→ PROBLEM REQUIREMENTS:
Count the lines of the data below that include the string "cors", and provide nothing but the result.

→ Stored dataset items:
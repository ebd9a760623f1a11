mod routes;
mod state;

use anyhow::{Context, Result};
use axum::Router;
use roomcal_core::RoomcalConfig;
use std::net::SocketAddr;
use tower_http::cors::{Any, CorsLayer};
use tower_http::trace::TraceLayer;
use tracing::info;
use tracing_subscriber::{layer::SubscriberExt, util::SubscriberInitExt};

use crate::state::AppState;

fn app(state: AppState) -> Router {
    let cors = CorsLayer::new()
        .allow_origin(Any)
        .allow_methods(Any)
        .allow_headers(Any);

    Router::new()
        .merge(routes::events::router())
        .merge(routes::search::router())
        .with_state(state)
        .layer(cors)
        .layer(TraceLayer::new_for_http())
}

#[tokio::main]
async fn main() -> Result<()> {
    tracing_subscriber::registry()
        .with(
            tracing_subscriber::EnvFilter::try_from_default_env()
                .unwrap_or_else(|_| "roomcal_core=info,roomcal_server=info,tower_http=info".into()),
        )
        .with(tracing_subscriber::fmt::layer())
        .init();

    let config = RoomcalConfig::load()?;
    let addr: SocketAddr = config
        .bind_addr
        .parse()
        .with_context(|| format!("Invalid bind_addr '{}'", config.bind_addr))?;

    let state = AppState::new(config).await?;
    state.spawn_refresh_loop();

    info!("roomcal-server listening on http://{}", addr);

    let listener = tokio::net::TcpListener::bind(addr).await?;
    axum::serve(listener, app(state)).await?;

    Ok(())
}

→ REPLY:
3